The vid isn't the most exciting thing, but i just wanted to show what i am talking about.


----------



## Tensa (Jul 28, 2008)

its possible but not really enough behavior in the video to tell. keep us posted though.


----------



## primetime3wise (Sep 28, 2003)

yeah, i realize it pretty much comes down to, we'll see. it's just odd they are acting this way.


----------



## Tensa (Jul 28, 2008)

my biggest concern would be to make sure if it is indeed breeding behavior that you dont have two females getting busy lol


----------



## primetime3wise (Sep 28, 2003)

my biggest concern is they might take the 3rd one out if it is breeding behavior, which is why i might toss him into another tank. right now, they are not letting him move much, and are ready to pounce on him.

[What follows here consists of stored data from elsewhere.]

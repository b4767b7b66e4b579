// Copyright 2020 - developers of the `tlgram` project.
//
// Licensed under the Apache License, Version 2.0 <LICENSE-APACHE or
// https://www.apache.org/licenses/LICENSE-2.0> or the MIT license
// <LICENSE-MIT or https://opensource.org/licenses/MIT>, at your
// option. This file may not be copied, modified, or distributed
// except according to those terms.
use crate::sha1;
use std::fmt;

#[derive(Clone)]
pub struct AuthKey {
    pub(crate) data: [u8; 256],
    pub(crate) aux_hash: [u8; 8],
    pub(crate) key_id: [u8; 8],
}

impl PartialEq for AuthKey {
    fn eq(&self, other: &Self) -> bool {
        self.key_id == other.key_id
    }
}

/// Represents a Telegram's [authorization key].
///
/// To generate a new, valid authorization key, one should use the methods
/// provided by the [`generation`] module.
///
/// [authorization key]: https://core.telegram.org/mtproto/auth_key
/// [`generation`]: generation.html
impl AuthKey {
    /// Creates a new authorization key from the given binary data.
    pub fn from_bytes(data: [u8; 256]) -> Self {
        let sha = sha1!(&data);
        let aux_hash = {
            let mut buffer = [0; 8];
            buffer.copy_from_slice(&sha[0..8]);
            buffer
        };
        let key_id = {
            let mut buffer = [0; 8];
            buffer.copy_from_slice(&sha[12..12 + 8]);
            buffer
        };

        Self {
            data,
            aux_hash,
            key_id,
        }
    }

    /// Converts the authorization key to a sequence of bytes, which can
    /// be loaded back later.
    pub fn to_bytes(&self) -> [u8; 256] {
        self.data
    }

    /// Calculates the new nonce hash based on the current attributes.
    pub fn calc_new_nonce_hash(&self, new_nonce: &[u8; 32], number: u8) -> [u8; 16] {
        let data = {
            let mut buffer = Vec::with_capacity(new_nonce.len() + 1 + self.aux_hash.len());
            buffer.extend(new_nonce);
            buffer.push(number);
            buffer.extend(&self.aux_hash);
            buffer
        };

        let mut result = [0u8; 16];
        result.copy_from_slice(&sha1!(data)[4..]);
        result
    }
}

impl fmt::Debug for AuthKey {
    fn fmt(&self, f: &mut fmt::Formatter<'_>) -> fmt::Result {
        f.debug_struct("AuthKey")
            .field("key_id", &u64::from_le_bytes(self.key_id))
            .finish()
    }
}

#[cfg(test)]
mod tests {
    use super::*;

    fn get_test_auth_key() -> AuthKey {
        let mut buffer = [0u8; 256];
        buffer
            .iter_mut()
            .enumerate()
            .for_each(|(i, x)| *x = i as u8);

        AuthKey::from_bytes(buffer)
    }

    fn get_test_new_nonce() -> [u8; 32] {
        let mut buffer = [0u8; 32];
        buffer
            .iter_mut()
            .enumerate()
            .for_each(|(i, x)| *x = i as u8);

        buffer
    }

    #[test]
    fn auth_key_aux_hash() {
        let auth_key = get_test_auth_key();
        let expected = [73, 22, 214, 189, 183, 247, 142, 104];

        assert_eq!(auth_key.aux_hash, expected);
    }

    #[test]
    fn auth_key_id() {
        let auth_key = get_test_auth_key();
        let expected = [50, 209, 88, 110, 164, 87, 223, 200];

        assert_eq!(auth_key.key_id, expected);
    }

    #[test]
    fn calc_new_nonce_hash1() {
        let auth_key = get_test_auth_key();
        let new_nonce = get_test_new_nonce();
        assert_eq!(
            auth_key.calc_new_nonce_hash(&new_nonce, 1),
            [194, 206, 210, 179, 62, 89, 58, 85, 210, 127, 74, 93, 171, 238, 124, 103]
        );
    }

    #[test]
    fn calc_new_nonce_hash2() {
        let auth_key = get_test_auth_key();
        let new_nonce = get_test_new_nonce();
        assert_eq!(
            auth_key.calc_new_nonce_hash(&new_nonce, 2),
            [244, 49, 142, 133, 189, 47, 243, 190, 132, 217, 254, 252, 227, 220, 227, 159]
        );
    }

    #[test]
    fn calc_new_nonce_hash3() {
        let auth_key = get_test_auth_key();
        let new_nonce = get_test_new_nonce();
        assert_eq!(
            auth_key.calc_new_nonce_hash(&new_nonce, 3),
            [75, 249, 215, 179, 125, 180, 19, 238, 67, 29, 40, 81, 118, 49, 203, 61]
        );
    }
}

my other big concern is the tank is too small, not deep enough for them to breed. it's a standard 125g and these guys are 9"-10"+ each. i do plan to go to a 180g, but for now i just have this.


----------



## hastatus (Jan 16, 2003)

Jeff (Grossed gurke ) mentioned similar behavior as well as other hobbyists in the past years. Just keep it documented. Avoid any outside disturbances. Keep your fingers crossed.


----------



## primetime3wise (Sep 28, 2003)

i'd be more excited if it looked like one was moving gravel around. a few months back it looked like the most dominant was making a 1/2 ass attempt at moving gravel around...meaning just a tiny bit, nothing near enough to be considered nest building.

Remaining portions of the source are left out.